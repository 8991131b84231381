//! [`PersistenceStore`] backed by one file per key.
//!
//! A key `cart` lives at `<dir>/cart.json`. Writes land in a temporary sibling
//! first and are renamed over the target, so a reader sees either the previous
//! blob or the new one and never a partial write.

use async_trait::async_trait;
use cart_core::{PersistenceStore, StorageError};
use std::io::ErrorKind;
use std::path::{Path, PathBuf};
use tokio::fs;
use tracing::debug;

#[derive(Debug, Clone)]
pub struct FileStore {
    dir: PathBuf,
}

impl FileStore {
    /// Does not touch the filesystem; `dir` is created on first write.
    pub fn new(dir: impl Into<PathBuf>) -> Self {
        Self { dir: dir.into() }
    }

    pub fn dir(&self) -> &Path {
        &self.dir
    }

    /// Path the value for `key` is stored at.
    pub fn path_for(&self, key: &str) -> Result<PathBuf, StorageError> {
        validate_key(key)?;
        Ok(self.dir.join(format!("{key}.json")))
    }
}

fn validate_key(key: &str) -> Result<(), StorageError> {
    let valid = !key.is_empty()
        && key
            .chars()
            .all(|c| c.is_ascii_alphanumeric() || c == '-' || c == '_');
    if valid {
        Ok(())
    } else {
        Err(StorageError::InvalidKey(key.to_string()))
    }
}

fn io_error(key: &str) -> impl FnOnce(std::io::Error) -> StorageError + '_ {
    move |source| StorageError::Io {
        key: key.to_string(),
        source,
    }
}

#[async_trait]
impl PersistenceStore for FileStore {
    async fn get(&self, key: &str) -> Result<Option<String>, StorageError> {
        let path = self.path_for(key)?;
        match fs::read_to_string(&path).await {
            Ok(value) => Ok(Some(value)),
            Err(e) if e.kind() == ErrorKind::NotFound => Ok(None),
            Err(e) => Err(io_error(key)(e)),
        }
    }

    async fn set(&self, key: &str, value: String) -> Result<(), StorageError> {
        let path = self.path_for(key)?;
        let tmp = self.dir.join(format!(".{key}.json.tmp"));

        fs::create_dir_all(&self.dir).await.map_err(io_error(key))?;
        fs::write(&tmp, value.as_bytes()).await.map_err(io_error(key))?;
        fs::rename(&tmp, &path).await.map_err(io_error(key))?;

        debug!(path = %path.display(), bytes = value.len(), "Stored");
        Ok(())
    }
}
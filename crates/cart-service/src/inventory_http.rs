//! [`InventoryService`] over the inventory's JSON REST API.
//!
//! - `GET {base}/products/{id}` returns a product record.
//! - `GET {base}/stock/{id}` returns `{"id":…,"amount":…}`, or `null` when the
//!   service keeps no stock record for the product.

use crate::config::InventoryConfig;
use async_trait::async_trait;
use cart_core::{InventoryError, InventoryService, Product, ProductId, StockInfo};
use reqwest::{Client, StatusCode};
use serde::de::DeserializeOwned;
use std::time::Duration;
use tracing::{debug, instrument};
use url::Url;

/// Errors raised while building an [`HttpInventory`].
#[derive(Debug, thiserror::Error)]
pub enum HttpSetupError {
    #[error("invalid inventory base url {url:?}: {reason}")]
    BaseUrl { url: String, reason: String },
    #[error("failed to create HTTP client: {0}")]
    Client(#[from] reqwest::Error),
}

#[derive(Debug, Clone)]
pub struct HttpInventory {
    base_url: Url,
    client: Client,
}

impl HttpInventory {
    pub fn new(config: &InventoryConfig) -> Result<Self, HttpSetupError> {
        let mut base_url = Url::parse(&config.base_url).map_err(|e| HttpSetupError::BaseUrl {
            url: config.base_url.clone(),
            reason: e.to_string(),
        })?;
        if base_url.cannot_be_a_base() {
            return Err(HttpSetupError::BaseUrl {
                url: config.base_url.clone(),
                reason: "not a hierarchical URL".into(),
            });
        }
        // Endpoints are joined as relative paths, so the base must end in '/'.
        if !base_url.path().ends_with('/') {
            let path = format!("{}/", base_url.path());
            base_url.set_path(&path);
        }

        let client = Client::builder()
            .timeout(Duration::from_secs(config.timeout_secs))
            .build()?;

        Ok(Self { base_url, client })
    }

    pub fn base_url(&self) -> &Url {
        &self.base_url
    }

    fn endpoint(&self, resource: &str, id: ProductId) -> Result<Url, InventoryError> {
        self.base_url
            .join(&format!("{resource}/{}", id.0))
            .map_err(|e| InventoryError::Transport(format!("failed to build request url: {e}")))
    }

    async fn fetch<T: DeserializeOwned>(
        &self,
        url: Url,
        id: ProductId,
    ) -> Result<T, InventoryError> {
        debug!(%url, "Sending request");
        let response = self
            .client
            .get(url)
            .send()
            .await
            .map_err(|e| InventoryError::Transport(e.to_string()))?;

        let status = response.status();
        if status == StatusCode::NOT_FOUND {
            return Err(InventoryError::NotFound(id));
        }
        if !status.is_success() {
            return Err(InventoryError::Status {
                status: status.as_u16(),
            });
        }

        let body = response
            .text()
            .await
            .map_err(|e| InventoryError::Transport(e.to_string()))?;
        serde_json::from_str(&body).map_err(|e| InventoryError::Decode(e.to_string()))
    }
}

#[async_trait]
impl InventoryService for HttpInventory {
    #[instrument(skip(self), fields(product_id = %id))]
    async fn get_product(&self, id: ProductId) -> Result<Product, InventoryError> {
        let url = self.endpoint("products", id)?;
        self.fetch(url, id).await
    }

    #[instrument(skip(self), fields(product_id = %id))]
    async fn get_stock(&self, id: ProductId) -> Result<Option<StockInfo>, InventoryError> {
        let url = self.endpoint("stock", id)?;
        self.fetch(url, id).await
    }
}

______

The problem: Output the full listing again with nothing altered.

Task result:
repository 8991131b84231381
//! [`PersistenceStore`] backed by one file per key.
//!
//! A key `cart` lives at `<dir>/cart.json`. Writes land in a temporary sibling
//! first and are renamed over the target, so a reader sees either the previous
//! blob or the new one and never a partial write.

use async_trait::async_trait;
use cart_core::{PersistenceStore, StorageError};
use std::io::ErrorKind;
use std::path::{Path, PathBuf};
use tokio::fs;
use tracing::debug;

#[derive(Debug, Clone)]
pub struct FileStore {
    dir: PathBuf,
}

impl FileStore {
    /// Does not touch the filesystem; `dir` is created on first write.
    pub fn new(dir: impl Into<PathBuf>) -> Self {
        Self { dir: dir.into() }
    }

    pub fn dir(&self) -> &Path {
        &self.dir
    }

    /// Path the value for `key` is stored at.
    pub fn path_for(&self, key: &str) -> Result<PathBuf, StorageError> {
        validate_key(key)?;
        Ok(self.dir.join(format!("{key}.json")))
    }
}

fn validate_key(key: &str) -> Result<(), StorageError> {
    let valid = !key.is_empty()
        && key
            .chars()
            .all(|c| c.is_ascii_alphanumeric() || c == '-' || c == '_');
    if valid {
        Ok(())
    } else {
        Err(StorageError::InvalidKey(key.to_string()))
    }
}

fn io_error(key: &str) -> impl FnOnce(std::io::Error) -> StorageError + '_ {
    move |source| StorageError::Io {
        key: key.to_string(),
        source,
    }
}

#[async_trait]
impl PersistenceStore for FileStore {
    async fn get(&self, key: &str) -> Result<Option<String>, StorageError> {
        let path = self.path_for(key)?;
        match fs::read_to_string(&path).await {
            Ok(value) => Ok(Some(value)),
            Err(e) if e.kind() == ErrorKind::NotFound => Ok(None),
            Err(e) => Err(io_error(key)(e)),
        }
    }

    async fn set(&self, key: &str, value: String) -> Result<(), StorageError> {
        let path = self.path_for(key)?;
        let tmp = self.dir.join(format!(".{key}.json.tmp"));

        fs::create_dir_all(&self.dir).await.map_err(io_error(key))?;
        fs::write(&tmp, value.as_bytes()).await.map_err(io_error(key))?;
        fs::rename(&tmp, &path).await.map_err(io_error(key))?;

        debug!(path = %path.display(), bytes = value.len(), "Stored");
        Ok(())
    }
}
filename crates/cart-service/src/inventory_http.rs
//! [`InventoryService`] over the inventory's JSON REST API.
//!
//! - `GET {base}/products/{id}` returns a product record.
//! - `GET {base}/stock/{id}` returns `{"id":…,"amount":…}`, or `null` when the
//!   service keeps no stock record for the product.

use crate::config::InventoryConfig;
use async_trait::async_trait;
use cart_core::{InventoryError, InventoryService, Product, ProductId, StockInfo};
use reqwest::{Client, StatusCode};
use serde::de::DeserializeOwned;
use std::time::Duration;
use tracing::{debug, instrument};
use url::Url;

/// Errors raised while building an [`HttpInventory`].
#[derive(Debug, thiserror::Error)]
pub enum HttpSetupError {
    #[error("invalid inventory base url {url:?}: {reason}")]
    BaseUrl { url: String, reason: String },
    #[error("failed to create HTTP client: {0}")]
    Client(#[from] reqwest::Error),
}

#[derive(Debug, Clone)]
pub struct HttpInventory {
    base_url: Url,
    client: Client,
}

impl HttpInventory {
    pub fn new(config: &InventoryConfig) -> Result<Self, HttpSetupError> {
        let mut base_url = Url::parse(&config.base_url).map_err(|e| HttpSetupError::BaseUrl {
            url: config.base_url.clone(),
            reason: e.to_string(),
        })?;
        if base_url.cannot_be_a_base() {
            return Err(HttpSetupError::BaseUrl {
                url: config.base_url.clone(),
                reason: "not a hierarchical URL".into(),
            });
        }
        // Endpoints are joined as relative paths, so the base must end in '/'.
        if !base_url.path().ends_with('/') {
            let path = format!("{}/", base_url.path());
            base_url.set_path(&path);
        }

        let client = Client::builder()
            .timeout(Duration::from_secs(config.timeout_secs))
            .build()?;

        Ok(Self { base_url, client })
    }

    pub fn base_url(&self) -> &Url {
        &self.base_url
    }

    fn endpoint(&self, resource: &str, id: ProductId) -> Result<Url, InventoryError> {
        self.base_url
            .join(&format!("{resource}/{}", id.0))
            .map_err(|e| InventoryError::Transport(format!("failed to build request url: {e}")))
    }

    async fn fetch<T: DeserializeOwned>(
        &self,
        url: Url,
        id: ProductId,
    ) -> Result<T, InventoryError> {
        debug!(%url, "Sending request");
        let response = self
            .client
            .get(url)
            .send()
            .await
            .map_err(|e| InventoryError::Transport(e.to_string()))?;

        let status = response.status();
        if status == StatusCode::NOT_FOUND {
            return Err(InventoryError::NotFound(id));
        }
        if !status.is_success() {
            return Err(InventoryError::Status {
                status: status.as_u16(),
            });
        }

        let body = response
            .text()
            .await
            .map_err(|e| InventoryError::Transport(e.to_string()))?;
        serde_json::from_str(&body).map_err(|e| InventoryError::Decode(e.to_string()))
    }
}

#[async_trait]
impl InventoryService for HttpInventory {
    #[instrument(skip(self), fields(product_id = %id))]
    async fn get_product(&self, id: ProductId) -> Result<Product, InventoryError> {
        let url = self.endpoint("products", id)?;
        self.fetch(url, id).await
    }

    #[instrument(skip(self), fields(product_id = %id))]
    async fn get_stock(&self, id: ProductId) -> Result<Option<StockInfo>, InventoryError> {
        let url = self.endpoint("stock", id)?;
        self.fetch(url, id).await
    }
}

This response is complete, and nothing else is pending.